Return of Program Repair Shop and Red Flags

Jun 17, 2000 by Mark-Jason Dominus

Computing the remainder
Splitting the Input Into Chunks
Assembling the Result

Eliminate synthetic code
Beware of special cases in loops
Don’t apply string operations to numbers

Unprogramming

A few weeks ago I got mail from Bruce, a former student who wanted to take a number like 12345678 that had come out of a database, and to format it with commas for printing in a report, as 12,345,678. I referred him to the solution in the perlfaq5 man page, but the solution there uses a rather bizarre repeated regex, and perhaps that’s why he decided to do it himself. Here’s the code he showed me:

     1  sub conversion
     2  {
     3     $number = shift;
     4     $size = length($number);
     5     $result = ($size / 3);
     6     @commas = split (/\./, $result);
     7     $remain = ($size - ($commas[0] * 3));
     8     $pos = 0;
     9     $next = 0;
    10     $loop = ($size - $remain);
    11     while ($next < $loop)
    12     {
    13        if ($remain > 0)
    14        {
    15           $section[$pos] = substr($number, 0, $remain);
    16           $next = $remain++;
    17           $remain = 0;
    18           $pos++;
    19        }
    20        $section[$pos] = substr($number, $next, 3);
    21        $next = ($next + 3);
    22        $pos++;
    23     } 
    24     $loop = 0;
    25     @con = ();
    26     foreach (@section) 
    27     {
    28        $loop++;
    29        $cell++;
    30        @tens = split (/:/, $_);
    31        $con[$cell] = $tens[0];
    32        if ($loop == $pos)
    33        {
    34           last;
    35        }
    36        $cell++;
    37        $con[$cell] = ",";
    38     }
    39     return @con;
    40  }

Bruce described this as ‘‘Probably pretty crude and bulky.’’ I’d have to agree. 40 lines is pushing the limit for a readable function, and there’s no reason why something this simple should have to be so large. Bruce has done a lot of programming work here and produced a lot of code; let’s see if we can unprogram some of this and end up with less code than we started with.

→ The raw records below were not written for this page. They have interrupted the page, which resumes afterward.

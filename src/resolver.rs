// Computes the next wall-clock instant at which an alarm should fire.
//
// All functions work on naive local date-times so they stay pure and testable;
// turning the result into epoch milliseconds is the clock's job (see `local_to_millis`).
use crate::model::{Alarm, RepeatDays};
use chrono::{Datelike, Duration, NaiveDateTime, NaiveTime, TimeZone, Weekday};

/// Today at `hour:minute:00`, or tomorrow if that instant is not strictly after `now`.
pub fn resolve_one_shot(hour: u32, minute: u32, now: NaiveDateTime) -> NaiveDateTime {
    let time = NaiveTime::from_hms_opt(hour % 24, minute % 60, 0).unwrap_or(NaiveTime::MIN);
    let target = now.date().and_time(time);
    if target > now {
        target
    } else {
        target + Duration::days(1)
    }
}

/// Walks forward from `base` one day at a time until the weekday matches.
/// `base` itself is returned when it already falls on `weekday`.
pub fn resolve_for_weekday(base: NaiveDateTime, weekday: Weekday) -> NaiveDateTime {
    let mut candidate = base;
    while candidate.weekday() != weekday {
        candidate += Duration::days(1);
    }
    candidate
}

/// Every upcoming trigger of an alarm: a single one-shot entry, or one entry per repeat day.
pub fn occurrences(alarm: &Alarm, now: NaiveDateTime) -> Vec<(Option<Weekday>, NaiveDateTime)> {
    occurrences_at(alarm.hour, alarm.minute, alarm.repeat_days, now)
}

/// Same as [`occurrences`] for a bare time and repeat set.
pub fn occurrences_at(
    hour: u32,
    minute: u32,
    days: RepeatDays,
    now: NaiveDateTime,
) -> Vec<(Option<Weekday>, NaiveDateTime)> {
    let base = resolve_one_shot(hour, minute, now);
    if days.is_empty() {
        return vec![(None, base)];
    }
    days.iter()
        .map(|day| (Some(day), resolve_for_weekday(base, day)))
        .collect()
}

/// Earliest upcoming trigger of an alarm, ignoring its enabled flag.
pub fn next_occurrence(alarm: &Alarm, now: NaiveDateTime) -> NaiveDateTime {
    occurrences(alarm, now)
        .into_iter()
        .map(|(_, at)| at)
        .min()
        .unwrap_or_else(|| resolve_one_shot(alarm.hour, alarm.minute, now))
}

/// The enabled alarm that rings first, with its fire time.
pub fn next_alarm(alarms: &[Alarm], now: NaiveDateTime) -> Option<(&Alarm, NaiveDateTime)> {
    alarms
        .iter()
        .filter(|a| a.enabled)
        .map(|a| (a, next_occurrence(a, now)))
        .min_by_key(|(_, at)| *at)
}

/// Converts a local wall-clock instant to epoch milliseconds in `tz`.
///
/// Ambiguous instants (DST fold) take the earlier mapping. Instants inside a
/// DST gap do not exist; they map to the first minute after the gap.
pub fn local_to_millis<Tz: TimeZone>(tz: &Tz, naive: NaiveDateTime) -> i64 {
    let mut probe = naive;
    // Gaps are at most a couple of hours wide.
    for _ in 0..(3 * 60) {
        if let Some(dt) = tz.from_local_datetime(&probe).earliest() {
            return dt.timestamp_millis();
        }
        probe += Duration::minutes(1);
    }
    naive.and_utc().timestamp_millis()
}
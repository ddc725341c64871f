// "Alarm coming up" notifications posted a fixed lead time before an alarm.
use crate::error::WorkResult;
use crate::model::{Alarm, AlarmId};
use crate::ports::{
    AlarmNotification, Clock, DeferredTask, DeferredTaskService, DeferredWork, NotificationPoster,
    NotificationPriority,
};
use crate::store::AlarmStore;
use chrono::NaiveDateTime;
use std::sync::Arc;

pub const REMINDER_TAG: &str = "reminder";

/// Reminder notifications use their own id range so they never replace a
/// ringing notification (whose id is the alarm id).
pub const REMINDER_NOTIFICATION_OFFSET: i64 = 100_000;

pub fn reminder_key(alarm_id: AlarmId) -> String {
    format!("reminder_{}", alarm_id)
}

pub struct ReminderScheduler {
    tasks: Arc<dyn DeferredTaskService>,
    clock: Arc<dyn Clock>,
    notifier: Arc<dyn NotificationPoster>,
    lead: chrono::Duration,
}

impl ReminderScheduler {
    pub fn new(
        tasks: Arc<dyn DeferredTaskService>,
        clock: Arc<dyn Clock>,
        notifier: Arc<dyn NotificationPoster>,
        lead: chrono::Duration,
    ) -> Self {
        Self {
            tasks,
            clock,
            notifier,
            lead,
        }
    }

    /// Queues the reminder for `occurrence`. Returns false when the reminder
    /// time has already passed or the queue refused the task.
    pub fn schedule(&self, alarm: &Alarm, occurrence: NaiveDateTime) -> bool {
        let remind_at = occurrence - self.lead;
        let delay_ms = self.clock.to_epoch_millis(remind_at) - self.clock.now_millis();

        if delay_ms <= 0 {
            log::debug!(
                "Reminder time {} has already passed for alarm {}",
                remind_at,
                alarm.id
            );
            return false;
        }

        let key = reminder_key(alarm.id);
        let task = DeferredTask::new(
            key.clone(),
            delay_ms,
            DeferredWork::Reminder { alarm_id: alarm.id },
        )
        .tagged(REMINDER_TAG)
        .tagged(key);

        match self.tasks.enqueue(task) {
            Ok(()) => {
                log::debug!(
                    "Reminder for alarm {} scheduled at {} ({} min from now)",
                    alarm.id,
                    remind_at,
                    delay_ms / 60_000
                );
                true
            }
            Err(e) => {
                log::warn!("Failed to schedule reminder for alarm {}: {}", alarm.id, e);
                false
            }
        }
    }

    pub fn cancel(&self, alarm_id: AlarmId) {
        if let Err(e) = self.tasks.cancel_by_tag(&reminder_key(alarm_id)) {
            log::warn!("Failed to cancel reminder for alarm {}: {}", alarm_id, e);
        }
    }

    pub fn cancel_all(&self) {
        if let Err(e) = self.tasks.cancel_by_tag(REMINDER_TAG) {
            log::warn!("Failed to cancel reminders: {}", e);
        }
    }

    /// Runs a due reminder task. A deleted or disabled alarm is a quiet success.
    pub fn run(&self, store: &AlarmStore, alarm_id: AlarmId) -> WorkResult {
        let Some(alarm) = store.get(alarm_id) else {
            log::debug!("Reminder for deleted alarm {} dropped", alarm_id);
            return WorkResult::Success;
        };
        if !alarm.enabled {
            return WorkResult::Success;
        }

        let notification = AlarmNotification {
            id: REMINDER_NOTIFICATION_OFFSET + alarm.id,
            title: "Upcoming alarm".to_string(),
            body: format!(
                "{} rings at {}",
                alarm.display_label(),
                alarm.formatted_time()
            ),
            priority: NotificationPriority::Default,
            full_screen: false,
            ongoing: false,
        };

        match self.notifier.post(&notification) {
            Ok(()) => WorkResult::Success,
            Err(e) => {
                log::warn!("Failed to post reminder for alarm {}: {}", alarm.id, e);
                WorkResult::Retry
            }
        }
    }
}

    5      $result = ($size / 3);
    6      @commas = split (/\./, $result);
    7      $remain = ($size - ($commas[0] * 3));

Right up front is probably the single weirdest piece of code in the whole program. I know it’s weird because the first time I saw it I realized what it did right away, but when I revisited the program a couple of weeks later, I couldn’t figure it out at all. Bruce knows that the digits in the original number will be divided into groups of three, with a group of leftover digits at the beginning. He wants to know how many digits, possibly zero, will be in that first group. To do that, he needs to divide by three and find the remainder.

Bruce has done something ingenious here: The code here divides $size by 3, and supposes that the result will be a decimal number. Then it gets the integer part with split, splitting on the decimal point character!

Perl already has a much simpler way to get the remainder: The % operator:

        $remain = $size % 3;   # This gets the remainder after division.

It’s also worth remembering that Perl has an int() function which throws away the fractional part of a number and returns the integer part . This is essentially what the split was doing here.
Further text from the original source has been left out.